With respect to Plaintiff’s appeal of Judge Brown’s
December 10, 2012 decision declining to impose sanctions against
Defendants, District Courts have wide discretion in determining
whether to impose sanctions. See Pall Corp. v. 3M Purification
Inc., 279 F.R.D. 209, 212 (E.D.N.Y. 2011) (“Rule 37(b) affords
the court broad discretion in fashioning an appropriate
sanction.” (internal quotation marks and citation omitted));
LeGrande v. Adecco, 233 F.R.D. 253, 256 (N.D.N.Y. 2005) (“The
imposition of sanctions under Rule 37 is within the discretion
of the court.”). A case of alleged spoliation is no different.

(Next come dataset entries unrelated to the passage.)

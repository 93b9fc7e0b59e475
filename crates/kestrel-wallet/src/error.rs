//! Proto-wallet error type.

use kestrel_key_deriv::DerivationError;
use kestrel_primitives::{AeadError, KeyError};

/// Error from a proto-wallet operation.
///
/// Nothing is retried or recovered locally; every failure bubbles out of
/// the operation it occurred in.
#[derive(Debug, thiserror::Error)]
pub enum WalletError {
    /// `get_public_key` without `identity_key` needs a protocol name and a
    /// key ID.
    #[error("protocol and keyID are required when identityKey is not set")]
    MissingContext,

    /// Signing/verification needs either data or a direct hash.
    #[error("either data or a direct hash must be provided")]
    NoPayload,

    /// A directly supplied hash was not 32 bytes.
    #[error("direct hash must be exactly 32 bytes, got {0}")]
    HashLengthInvalid(usize),

    /// The signature did not verify. Surfaced as an error rather than a
    /// `false` result: callers treat "no error" as "valid".
    #[error("signature is not valid")]
    SignatureInvalid,

    /// Key derivation failed.
    #[error(transparent)]
    Derivation(#[from] DerivationError),

    /// Symmetric sealing failed; wrong protocol, key ID and counterparty
    /// all manifest here as authentication failure.
    #[error(transparent)]
    Cipher(#[from] AeadError),

    /// ECDSA signing failed.
    #[error(transparent)]
    Key(#[from] KeyError),
}
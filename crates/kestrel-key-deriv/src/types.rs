//! Shared derivation-context types.

use k256::PublicKey;

use crate::invoice::InvoiceError;

/// How strictly an outer host should confirm use of a protocol with the
/// user. Opaque to the derivation core; carried verbatim in the invoice
/// number.
#[derive(Debug, Clone, Copy, PartialEq, Eq, Hash, PartialOrd, Ord, Default)]
#[repr(u8)]
pub enum SecurityLevel {
    /// No confirmation required.
    #[default]
    Silent = 0,
    /// Confirm once per app.
    EveryApp = 1,
    /// Confirm per app and counterparty.
    EveryAppAndCounterparty = 2,
}

impl TryFrom<u8> for SecurityLevel {
    type Error = InvoiceError;

    fn try_from(value: u8) -> Result<Self, Self::Error> {
        match value {
            0 => Ok(Self::Silent),
            1 => Ok(Self::EveryApp),
            2 => Ok(Self::EveryAppAndCounterparty),
            other => Err(InvoiceError::InvalidSecurityLevel(other)),
        }
    }
}

/// A protocol descriptor scoping a derivation context.
#[derive(Debug, Clone, PartialEq, Eq, Hash, Default)]
pub struct Protocol {
    /// Confirmation strictness, 0..=2.
    pub security_level: SecurityLevel,
    /// Protocol name; normalised (trimmed, lower-cased) before hashing.
    pub name: String,
}

impl Protocol {
    /// Convenience constructor.
    pub fn new(security_level: SecurityLevel, name: impl Into<String>) -> Self {
        Self {
            security_level,
            name: name.into(),
        }
    }
}

/// The other party in a derivation.
#[derive(Debug, Clone, PartialEq, Eq, Default)]
pub enum Counterparty {
    /// Not supplied; each wallet operation substitutes its own default.
    #[default]
    Uninitialized,
    /// The public at large. Resolves to the curve generator `G`.
    Anyone,
    /// The holder's own identity. Resolves to the root public key.
    Myself,
    /// A specific counterparty.
    Other(PublicKey),
}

“Spoliation is the destruction or significant alteration of
evidence, or the failure to preserve property for another’s use
as evidence in pending or reasonably foreseeable litigation.”
In re Pfizer Inc. Sec. Litig., 288 F.R.D. 297, 312 (quoting West
v. Goodyear Tire & Rubber, Co., 167 F.3d 776, 779 (2d Cir.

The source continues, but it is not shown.